Egernia is a genus of skinks (family Scincidae) that occurs in Australia. These skinks are ecologically diverse omnivores that inhabit a wide range of habitats. However, in the loose delimitation (which incorporates about 30 species) the genus is not monophyletic but an evolutionary grade, as has long been suspected due to its lack of characteristic apomorphies.

Some of the skinks traditionally placed in Egernia appear to be among the most intelligent squamates. They have been shown to be able to distinguish between relatives and unrelated conspecifics, and can recognize relatives individually. Several species form monogamous pair-bonds. For instance, the black rock skink is a species who can perform kin discrimination based on scent and form monogamous pair-bonds and a nuclear family structure. Most of these species belong to Egernia sensu stricto, and similar behaviour is also known in the related Solomon Islands skink (Corucia zebrata). The latter means that the high intelligence and social skills are probably plesiomorphic for the Egernia genus-group as a whole, and that the solitary species appear to have evolved towards being less intelligent and social again. It may still be, however, that the intelligent behaviour is a homoplasy that evolved several times in the Egernia genus-group; the fact that Corucia is a monotypic and rather distinct genus makes it impossible to decide at present.
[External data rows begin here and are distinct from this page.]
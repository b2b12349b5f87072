//! Gateway error responses
//!
//! Errors produced by the gateway itself (not relayed from upstream) use the
//! OpenAI error envelope so clients can parse them the same way.

use axum::{
    http::StatusCode,
    response::{IntoResponse, Response},
    Json,
};
use serde::{Deserialize, Serialize};

use crate::domain::DomainError;

/// Error categories in the OpenAI envelope
#[derive(Debug, Clone, Copy, PartialEq, Eq, Serialize, Deserialize)]
#[serde(rename_all = "snake_case")]
pub enum ApiErrorType {
    InvalidRequestError,
    RateLimitError,
    UpstreamError,
    ServerError,
    ServiceUnavailableError,
}

impl std::fmt::Display for ApiErrorType {
    fn fmt(&self, f: &mut std::fmt::Formatter<'_>) -> std::fmt::Result {
        match self {
            Self::InvalidRequestError => write!(f, "invalid_request_error"),
            Self::RateLimitError => write!(f, "rate_limit_error"),
            Self::UpstreamError => write!(f, "upstream_error"),
            Self::ServerError => write!(f, "server_error"),
            Self::ServiceUnavailableError => write!(f, "service_unavailable_error"),
        }
    }
}

#[derive(Debug, Clone, Serialize, Deserialize)]
pub struct ApiErrorResponse {
    pub error: ApiErrorDetail,
}

#[derive(Debug, Clone, Serialize, Deserialize)]
pub struct ApiErrorDetail {
    pub message: String,
    #[serde(rename = "type")]
    pub error_type: ApiErrorType,
    #[serde(skip_serializing_if = "Option::is_none")]
    pub code: Option<String>,
}

/// API error with status code
#[derive(Debug)]
pub struct ApiError {
    pub status: StatusCode,
    pub response: ApiErrorResponse,
}

impl ApiError {
    pub fn new(status: StatusCode, error_type: ApiErrorType, message: impl Into<String>) -> Self {
        Self {
            status,
            response: ApiErrorResponse {
                error: ApiErrorDetail {
                    message: message.into(),
                    error_type,
                    code: None,
                },
            },
        }
    }

    pub fn with_code(mut self, code: impl Into<String>) -> Self {
        self.response.error.code = Some(code.into());
        self
    }

    pub fn bad_request(message: impl Into<String>) -> Self {
        Self::new(StatusCode::BAD_REQUEST, ApiErrorType::InvalidRequestError, message)
    }

    pub fn rate_limited(message: impl Into<String>) -> Self {
        Self::new(StatusCode::TOO_MANY_REQUESTS, ApiErrorType::RateLimitError, message)
            .with_code("rate_limit_exceeded")
    }

    /// Upstream unreachable after retries
    pub fn bad_gateway(message: impl Into<String>) -> Self {
        Self::new(StatusCode::BAD_GATEWAY, ApiErrorType::UpstreamError, message)
            .with_code("upstream_unavailable")
    }

    pub fn internal(message: impl Into<String>) -> Self {
        Self::new(StatusCode::INTERNAL_SERVER_ERROR, ApiErrorType::ServerError, message)
    }

    pub fn unavailable(message: impl Into<String>) -> Self {
        Self::new(
            StatusCode::SERVICE_UNAVAILABLE,
            ApiErrorType::ServiceUnavailableError,
            message,
        )
    }
}

impl IntoResponse for ApiError {
    fn into_response(self) -> Response {
        (self.status, Json(self.response)).into_response()
    }
}

impl From<DomainError> for ApiError {
    fn from(err: DomainError) -> Self {
        match &err {
            DomainError::Validation { message } => Self::bad_request(message),
            DomainError::Upstream { message } => Self::bad_gateway(message),
            DomainError::Store { message } => Self::unavailable(message),
            DomainError::Embedding { provider, message } => {
                Self::unavailable(format!("{}: {}", provider, message))
            }
            DomainError::Configuration { message } => Self::internal(message),
            DomainError::Internal { message } => Self::internal(message),
        }
    }
}

impl std::fmt::Display for ApiError {
    fn fmt(&self, f: &mut std::fmt::Formatter<'_>) -> std::fmt::Result {
        write!(
            f,
            "{}: {}",
            self.response.error.error_type, self.response.error.message
        )
    }
}

impl std::error::Error for ApiError {}

#[cfg(test)]
mod tests {
    use super::*;

    #[test]
    fn test_api_error_creation() {
        let err = ApiError::bad_request("Unreadable body");
        assert_eq!(err.status, StatusCode::BAD_REQUEST);
        assert_eq!(err.response.error.error_type, ApiErrorType::InvalidRequestError);
        assert_eq!(err.response.error.message, "Unreadable body");
        assert!(err.response.error.code.is_none());
    }

    #[test]
    fn test_upstream_error_maps_to_bad_gateway() {
        let api_err: ApiError = DomainError::upstream("connection refused").into();

        assert_eq!(api_err.status, StatusCode::BAD_GATEWAY);
        assert_eq!(api_err.response.error.error_type, ApiErrorType::UpstreamError);
        assert_eq!(api_err.response.error.code.as_deref(), Some("upstream_unavailable"));
    }

    #[test]
    fn test_domain_error_conversion() {
        let cases = [
            (DomainError::validation("bad"), StatusCode::BAD_REQUEST),
            (DomainError::store("down"), StatusCode::SERVICE_UNAVAILABLE),
            (DomainError::embedding("openai", "timeout"), StatusCode::SERVICE_UNAVAILABLE),
            (DomainError::configuration("missing"), StatusCode::INTERNAL_SERVER_ERROR),
            (DomainError::internal("boom"), StatusCode::INTERNAL_SERVER_ERROR),
        ];

        for (domain_err, status) in cases {
            let api_err: ApiError = domain_err.into();
            assert_eq!(api_err.status, status);
        }
    }

    #[test]
    fn test_error_serialization() {
        let err = ApiError::rate_limited("Too many requests");
        let json = serde_json::to_value(&err.response).unwrap();

        assert_eq!(json["error"]["type"], "rate_limit_error");
        assert_eq!(json["error"]["message"], "Too many requests");
        assert_eq!(json["error"]["code"], "rate_limit_exceeded");
    }
}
==Systematics, taxonomy and evolution==
It is the namesake genus of the Egernia genus-group, which also includes the Solomon Islands skink (Corucia), Cyclodomorphus and the blue-tongued skinks (Tiliqua). In some older works, it is considered closely related to Mabuya, but even among the subfamily Lygosominae this genus does not seem to be particularly closely related and would—were the genus-groups treated at the rarely used rank of infrafamily—certainly constitute an infrafamily of its own. On the other hand, the enigmatic crocodile skinks (Tribolonotus) might be a very basal member of the Egernia genus-group.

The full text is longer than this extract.